= Aim of the task =
Scan the listing beneath this sentence. Report each line with the word "extend".

*** Records for this task Section Begins ***

//! Include expansion and provider boilerplate injection.
//!
//! Runs between parse and lint: every `include` directive is replaced by the
//! parsed content of the file (or named snippet) it points at, and lifecycle
//! subroutines get their phase snippets spliced in at `FASTLY <phase>`
//! comment markers.

pub mod errors;

use std::collections::HashSet;
use std::path::{Path, PathBuf};

use tracing::debug;

use crate::ast::{
    BlockStatement, Comment, Declaration, Program, Statement, SubroutineDeclaration, TopLevel,
};
use crate::context::{is_lifecycle_subroutine, Scope};
use crate::parse;
use crate::snippet::SnippetStore;

pub use errors::ResolveError;

/// Prefix marking an include that refers to a named snippet instead of a
/// file on the include path.
pub const SNIPPET_PREFIX: &str = "snippet::";

pub struct Resolver<'a> {
    include_paths: &'a [PathBuf],
    snippets: &'a SnippetStore,
    /// Canonicalised paths currently being expanded, for cycle detection.
    stack: Vec<PathBuf>,
    visited: HashSet<PathBuf>,
}

impl<'a> Resolver<'a> {
    pub fn new(include_paths: &'a [PathBuf], snippets: &'a SnippetStore) -> Self {
        Resolver {
            include_paths,
            snippets,
            stack: Vec::new(),
            visited: HashSet::new(),
        }
    }

    /// Expands a top-level program in place.
    pub fn resolve_program(&mut self, program: Program) -> Result<Program, ResolveError> {
        let mut body = Vec::with_capacity(program.body.len());
        for item in program.body {
            match item {
                TopLevel::Statement(Statement::Include(include)) => {
                    let name = include.module.value.clone();
                    if let Some(rest) = name.strip_prefix(SNIPPET_PREFIX) {
                        let source = self.snippets.by_name(rest).ok_or_else(|| {
                            ResolveError::UndefinedSnippet {
                                name: rest.to_string(),
                                token: include.meta.token.clone(),
                            }
                        })?;
                        debug!(snippet = rest, "splicing named snippet at top level");
                        let file = format!("{SNIPPET_PREFIX}{rest}");
                        let nested = parse::parse(&source, &file).map_err(|source| {
                            ResolveError::SnippetParse {
                                name: rest.to_string(),
                                source,
                            }
                        })?;
                        let nested = self.resolve_program(nested)?;
                        body.extend(nested.body);
                    } else {
                        let path = self.locate(&name, &include.meta.token)?;
                        let nested = self.load_program(&path, &include.meta.token)?;
                        body.extend(nested);
                    }
                }
                TopLevel::Declaration(Declaration::Subroutine(sub)) => {
                    let sub = self.resolve_subroutine(sub)?;
                    body.push(TopLevel::Declaration(Declaration::Subroutine(sub)));
                }
                other => body.push(other),
            }
        }
        Ok(Program { body })
    }

    fn resolve_subroutine(
        &mut self,
        mut sub: SubroutineDeclaration,
    ) -> Result<SubroutineDeclaration, ResolveError> {
        // Marker in the block's infix trivia: snippets for that phase lead
        // the body.
        if is_lifecycle_subroutine(&sub.name.value) {
            if let Some(phase) = marker_phase(&sub.block.meta.infix) {
                let mut injected = self.phase_snippets(phase)?;
                debug!(
                    subroutine = %sub.name.value,
                    phase = phase.phase_name(),
                    statements = injected.len(),
                    "injecting boilerplate at block marker"
                );
                injected.append(&mut sub.block.statements);
                sub.block.statements = injected;
            }
        }
        sub.block = self.resolve_block(sub.block)?;
        Ok(sub)
    }

    fn resolve_block(&mut self, block: BlockStatement) -> Result<BlockStatement, ResolveError> {
        let statements = self.resolve_statements(block.statements)?;
        Ok(BlockStatement {
            statements,
            ..block
        })
    }

    fn resolve_statements(
        &mut self,
        statements: Vec<Statement>,
    ) -> Result<Vec<Statement>, ResolveError> {
        let mut out = Vec::with_capacity(statements.len());
        for statement in statements {
            // Marker in a statement's leading trivia: snippets go in front
            // of that statement.
            if let Some(phase) = marker_phase(&statement.meta().leading) {
                let injected = self.phase_snippets(phase)?;
                debug!(
                    phase = phase.phase_name(),
                    statements = injected.len(),
                    "injecting boilerplate at statement marker"
                );
                out.extend(injected);
            }
            match statement {
                Statement::Include(include) => {
                    let name = include.module.value.clone();
                    let spliced = if let Some(rest) = name.strip_prefix(SNIPPET_PREFIX) {
                        let source = self.snippets.by_name(rest).ok_or_else(|| {
                            ResolveError::UndefinedSnippet {
                                name: rest.to_string(),
                                token: include.meta.token.clone(),
                            }
                        })?;
                        debug!(snippet = rest, "splicing named snippet");
                        let file = format!("{SNIPPET_PREFIX}{rest}");
                        let nested = parse::parse_snippet(&source, &file).map_err(|source| {
                            ResolveError::SnippetParse {
                                name: rest.to_string(),
                                source,
                            }
                        })?;
                        self.resolve_statements(nested)?
                    } else {
                        let path = self.locate(&name, &include.meta.token)?;
                        self.load_statements(&path, &include.meta.token)?
                    };
                    out.extend(spliced);
                }
                Statement::If(mut stmt) => {
                    stmt.consequence = self.resolve_block(stmt.consequence)?;
                    let mut branches = Vec::with_capacity(stmt.another.len());
                    for mut branch in stmt.another {
                        branch.consequence = self.resolve_block(branch.consequence)?;
                        branches.push(branch);
                    }
                    stmt.another = branches;
                    if let Some(mut alt) = stmt.alternative.take() {
                        alt.consequence = self.resolve_block(alt.consequence)?;
                        stmt.alternative = Some(alt);
                    }
                    out.push(Statement::If(stmt));
                }
                Statement::Switch(mut stmt) => {
                    let mut cases = Vec::with_capacity(stmt.cases.len());
                    for mut case in stmt.cases {
                        case.statements = self.resolve_statements(case.statements)?;
                        cases.push(case);
                    }
                    stmt.cases = cases;
                    out.push(Statement::Switch(stmt));
                }
                Statement::Block(block) => {
                    out.push(Statement::Block(self.resolve_block(block)?));
                }
                other => out.push(other),
            }
        }
        Ok(out)
    }

    /// Parses the snippets pinned to a lifecycle phase.
    fn phase_snippets(&mut self, phase: Scope) -> Result<Vec<Statement>, ResolveError> {
        let name = phase.phase_name();
        let source = self.snippets.by_phase(name);
        if source.is_empty() {
            return Ok(Vec::new());
        }
        let file = format!("{SNIPPET_PREFIX}{name}");
        let statements =
            parse::parse_snippet(&source, &file).map_err(|source| ResolveError::SnippetParse {
                name: name.to_string(),
                source,
            })?;
        self.resolve_statements(statements)
    }

    /// Finds an include target on the ordered include path. The `.vcl`
    /// extension is appended when the name does not already carry one.
    fn locate(
        &self,
        name: &str,
        token: &crate::token::Token,
    ) -> Result<PathBuf, ResolveError> {
        let file_name = if Path::new(name).extension().is_some() {
            name.to_string()
        } else {
            format!("{name}.vcl")
        };
        for dir in self.include_paths {
            let candidate = dir.join(&file_name);
            if candidate.is_file() {
                debug!(include = name, path = %candidate.display(), "resolved include");
                return Ok(candidate);
            }
        }
        Err(ResolveError::IncludeNotFound {
            name: name.to_string(),
            token: token.clone(),
        })
    }

    fn enter(
        &mut self,
        path: &Path,
        token: &crate::token::Token,
    ) -> Result<PathBuf, ResolveError> {
        let canonical = path.canonicalize().map_err(|source| ResolveError::Io {
            path: path.to_path_buf(),
            source,
        })?;
        if self.stack.contains(&canonical) {
            return Err(ResolveError::IncludeCycle {
                path: canonical,
                token: token.clone(),
            });
        }
        self.stack.push(canonical.clone());
        self.visited.insert(canonical.clone());
        Ok(canonical)
    }

    fn read(&self, path: &Path) -> Result<String, ResolveError> {
        std::fs::read_to_string(path).map_err(|source| ResolveError::Io {
            path: path.to_path_buf(),
            source,
        })
    }

    fn load_program(
        &mut self,
        path: &Path,
        token: &crate::token::Token,
    ) -> Result<Vec<TopLevel>, ResolveError> {
        let canonical = self.enter(path, token)?;
        let source = self.read(&canonical)?;
        let file = canonical.display().to_string();
        let result = parse::parse(&source, &file)
            .map_err(ResolveError::from)
            .and_then(|program| self.resolve_program(program));
        self.stack.pop();
        Ok(result?.body)
    }

    fn load_statements(
        &mut self,
        path: &Path,
        token: &crate::token::Token,
    ) -> Result<Vec<Statement>, ResolveError> {
        let canonical = self.enter(path, token)?;
        let source = self.read(&canonical)?;
        let file = canonical.display().to_string();
        let result = parse::parse_snippet(&source, &file)
            .map_err(ResolveError::from)
            .and_then(|statements| self.resolve_statements(statements));
        self.stack.pop();
        result
    }
}

/// Recognises a `FASTLY <phase>` boilerplate marker in a comment list.
/// Leading comment punctuation and whitespace are skipped and the match is
/// case-insensitive, so `#FASTLY recv`, `// fastly RECV` and
/// `/* FASTLY deliver */` all qualify.
fn marker_phase(comments: &[Comment]) -> Option<Scope> {
    comments.iter().find_map(|comment| marker_in(comment))
}

fn marker_in(comment: &Comment) -> Option<Scope> {
    let text = comment
        .text()
        .trim_start_matches(|c: char| c.is_whitespace() || c == '#' || c == '/' || c == '*');
    let rest = text
        .get(..6)
        .filter(|head| head.eq_ignore_ascii_case("FASTLY"))
        .map(|_| &text[6..])?;
    let phase_word = rest.trim().split_whitespace().next()?;
    let phase_word = phase_word.trim_end_matches("*/").trim_end();
    Scope::from_phase(phase_word)
}

#[cfg(test)]
#[path = "../tests/t_resolve.rs"]
mod tests;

*** Records for this task Section Ends ***

= Result for this task =
                        body.extend(nested.body);
                        body.extend(nested);
                out.extend(injected);
                    out.extend(spliced);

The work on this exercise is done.